Big Data (BD) Hadoop Components

Talend provides a development environment that allows for interaction with Big Data sources and targets without the need to learn and write complicated code. Running 100% natively on Apache Hadoop, Talend Big Data provides massive scalability.

Talend Big Data Hadoop Components is an introduction to the components Talend ships with several products for interacting with Big Data systems.

Duration 1 day (approximately 8 hours)
Target Audience Anyone who wants to create Jobs using Talend Big Data components
Prerequisites None.
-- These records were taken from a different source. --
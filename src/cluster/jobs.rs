//! Supervision job submission
//!
//! Shard moves are not executed here: the entry point validates the
//! request and enqueues a job document under `Target/ToDo`, where the
//! supervision picks it up. Queued and running jobs also act as the
//! advisory locks consulted during removal.

use crate::agency::{AgencyClient, AgencyPaths, OperationSet, PreconditionSet, WriteOutcome};
use crate::cluster::server_id::{ServerId, ServerRole};
use crate::common::{Error, Result};
use chrono::{SecondsFormat, Utc};
use serde::{Deserialize, Serialize};
use serde_json::json;
use uuid::Uuid;

/// Request to move one shard between storage servers.
#[derive(Debug, Clone, Serialize, Deserialize)]
#[serde(rename_all = "camelCase")]
pub struct MoveShardRequest {
    pub database: String,
    pub collection: String,
    pub shard: String,
    pub from_server: String,
    pub to_server: String,
}

impl MoveShardRequest {
    fn validate(&self) -> Result<(ServerId, ServerId)> {
        for (field, value) in [
            ("database", &self.database),
            ("collection", &self.collection),
            ("shard", &self.shard),
        ] {
            if value.is_empty() {
                return Err(Error::InvalidRequest(format!("{} must not be empty", field)));
            }
        }
        let from = ServerId::parse(&self.from_server)?;
        let to = ServerId::parse(&self.to_server)?;
        if from.role() != ServerRole::DbServer || to.role() != ServerRole::DbServer {
            return Err(Error::InvalidRequest(
                "shards can only be moved between storage servers".into(),
            ));
        }
        if from == to {
            return Err(Error::InvalidRequest(
                "fromServer and toServer must differ".into(),
            ));
        }
        Ok((from, to))
    }
}

/// Enqueue a move-shard job. Returns the job id.
pub async fn move_shard<A: AgencyClient>(
    agency: &A,
    paths: &AgencyPaths,
    request: &MoveShardRequest,
) -> Result<String> {
    let (from, to) = request.validate()?;

    let job_id = Uuid::new_v4().to_string();
    let job = json!({
        "type": "moveShard",
        "database": request.database,
        "collection": request.collection,
        "shard": request.shard,
        "fromServer": from.as_str(),
        "toServer": to.as_str(),
        "jobId": job_id,
        "timeCreated": Utc::now().to_rfc3339_opts(SecondsFormat::Millis, true),
        "creator": "kvadm",
    });

    let mut operations = OperationSet::new();
    operations.set(paths.target_todo_job(&job_id), job);
    let mut preconditions = PreconditionSet::new();
    preconditions.expect_empty(paths.target_todo_job(&job_id));

    match agency.write(&operations, &preconditions).await? {
        WriteOutcome::Applied => {
            tracing::info!(
                "Scheduled moveShard job {} ({} -> {})",
                job_id,
                from,
                to
            );
            Ok(job_id)
        }
        // Fresh UUIDs do not collide; a rejection means the tree is
        // being manipulated out from under us.
        WriteOutcome::PreconditionFailed => Err(Error::Internal(format!(
            "job id {} already present in Target/ToDo",
            job_id
        ))),
    }
}

#[cfg(test)]
mod tests {
    use super::*;
    use crate::agency::MemoryAgency;
    use serde_json::Value;

    fn request() -> MoveShardRequest {
        MoveShardRequest {
            database: "shop".into(),
            collection: "products".into(),
            shard: "s01".into(),
            from_server: "PRMR-1".into(),
            to_server: "PRMR-2".into(),
        }
    }

    #[tokio::test]
    async fn test_move_shard_enqueues_job() {
        let agency = MemoryAgency::new();
        let paths = AgencyPaths::default();

        let job_id = move_shard(&agency, &paths, &request()).await.unwrap();

        let tree = agency.tree();
        let job = tree
            .pointer(&format!("/arango/Target/ToDo/{}", job_id))
            .expect("job document present");
        assert_eq!(job.get("type"), Some(&Value::String("moveShard".into())));
        assert_eq!(job.get("fromServer"), Some(&Value::String("PRMR-1".into())));
        assert_eq!(job.get("toServer"), Some(&Value::String("PRMR-2".into())));
        assert!(job.get("timeCreated").and_then(Value::as_str).is_some());
    }

    #[tokio::test]
    async fn test_move_shard_rejects_same_server() {
        let agency = MemoryAgency::new();
        let paths = AgencyPaths::default();
        let mut req = request();
        req.to_server = req.from_server.clone();

        let err = move_shard(&agency, &paths, &req).await.unwrap_err();
        assert!(matches!(err, Error::InvalidRequest(_)));
        assert_eq!(agency.write_calls(), 0);
    }

    #[tokio::test]
    async fn test_move_shard_rejects_coordinators() {
        let agency = MemoryAgency::new();
        let paths = AgencyPaths::default();
        let mut req = request();
        req.to_server = "CRDN-1".into();

        let err = move_shard(&agency, &paths, &req).await.unwrap_err();
        assert!(matches!(err, Error::InvalidRequest(_)));
    }

    #[tokio::test]
    async fn test_move_shard_rejects_empty_fields() {
        let agency = MemoryAgency::new();
        let paths = AgencyPaths::default();
        let mut req = request();
        req.shard = String::new();

        let err = move_shard(&agency, &paths, &req).await.unwrap_err();
        assert!(matches!(err, Error::InvalidRequest(_)));
    }
}
//! CLI for cluster operations

use clap::{Parser, Subcommand};
use serde_json::{json, Value};

#[derive(Parser)]
#[command(name = "kvadm")]
#[command(about = "kvadm cluster administration CLI")]
#[command(version)]
struct Cli {
    /// Admin service URL
    #[arg(long, default_value = "http://localhost:7100")]
    server: String,

    #[command(subcommand)]
    command: Commands,
}

#[derive(Subcommand)]
enum Commands {
    /// Safely remove a failed server from the cluster
    RemoveServer {
        /// Server id (CRDN-* or PRMR-*)
        id: String,
    },

    /// Schedule a shard move between storage servers
    MoveShard {
        #[arg(long)]
        database: String,

        #[arg(long)]
        collection: String,

        #[arg(long)]
        shard: String,

        /// Current leader or follower for the shard
        #[arg(long)]
        from: String,

        /// Server that should take the shard over
        #[arg(long)]
        to: String,
    },

    /// Show cluster health as seen by the supervision
    Health,
}

#[tokio::main]
async fn main() -> anyhow::Result<()> {
    tracing_subscriber::fmt::init();

    let cli = Cli::parse();
    let http = reqwest::Client::new();

    match cli.command {
        Commands::RemoveServer { id } => {
            let resp = http
                .post(format!("{}/admin/cluster/remove-server", cli.server))
                .json(&json!({ "server": id }))
                .send()
                .await?;
            let status = resp.status();
            let body: Value = resp.json().await?;
            if status.is_success() {
                println!(
                    "Removed {} after {} attempt(s)",
                    body["server"].as_str().unwrap_or(&id),
                    body["attempts"]
                );
            } else {
                eprintln!("Removal failed ({}):", status);
                eprintln!("  {}", body["error"].as_str().unwrap_or("unknown error"));
                if let Some(locations) = body["usage_locations"].as_array() {
                    for location in locations {
                        eprintln!("  still in use: {}", location.as_str().unwrap_or("?"));
                    }
                }
                std::process::exit(1);
            }
        }

        Commands::MoveShard {
            database,
            collection,
            shard,
            from,
            to,
        } => {
            let resp = http
                .post(format!("{}/admin/cluster/move-shard", cli.server))
                .json(&json!({
                    "database": database,
                    "collection": collection,
                    "shard": shard,
                    "fromServer": from,
                    "toServer": to,
                }))
                .send()
                .await?;
            let status = resp.status();
            let body: Value = resp.json().await?;
            if status.is_success() {
                println!("Scheduled move-shard job {}", body["id"]);
            } else {
                eprintln!(
                    "Move rejected ({}): {}",
                    status,
                    body["error"].as_str().unwrap_or("unknown error")
                );
                std::process::exit(1);
            }
        }

        Commands::Health => {
            let resp = http
                .get(format!("{}/admin/cluster/health", cli.server))
                .send()
                .await?;
            let body: Value = resp.json().await?;
            if let Some(servers) = body["servers"].as_object() {
                println!("Cluster health:");
                for (id, record) in servers {
                    println!(
                        "  {} {} ({})",
                        id,
                        record["Status"].as_str().unwrap_or("?"),
                        record["ShortName"].as_str().unwrap_or("-")
                    );
                }
            }
            println!(
                "  Plan shards: {}  Current shards: {}",
                body["plan_shards"], body["current_shards"]
            );
        }
    }

    Ok(())
}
DI Basics or equivalent level of knowledge
Course Objectives
After completing this class, you will be able to:
  • Connect to a Hadoop cluster from a Talend Job
  • Store a raw Web log file to HDFS
  • Write text data files to HDFS
  • Read text files from HDFS
  • Read data from a SQL database and write it to HDFS
  • List a folder's contents and operate on each file separately
  • Move, copy, append, delete, and rename HDFS files
  • Read selected file attributes from HDFS files
  • Conditionally operate on HDFS files
  • Connect to a Hive database from a Talend Job
  • Use a Talend Job to load data from HDFS into a Hive table
  • Use a Talend Job to read data from a Hive table and use it in a Job
  • Execute Hive commands iteratively in a Talend Job, based on variable inputs
  • Develop and run Pig Jobs using Talend components
  • Sort, join, and aggregate data using Pig components
  • Filter data in multiple ways using Pig components
  • Replicate Pig data streams
  • Run Talend Jobs with the Apache Oozie Job Manager
Course Agenda
  • Read and Write HDFS Files
  • Work with HDFS Files
  • Work with Hive
  • Work with Pig
  • Run Talend Jobs with Oozie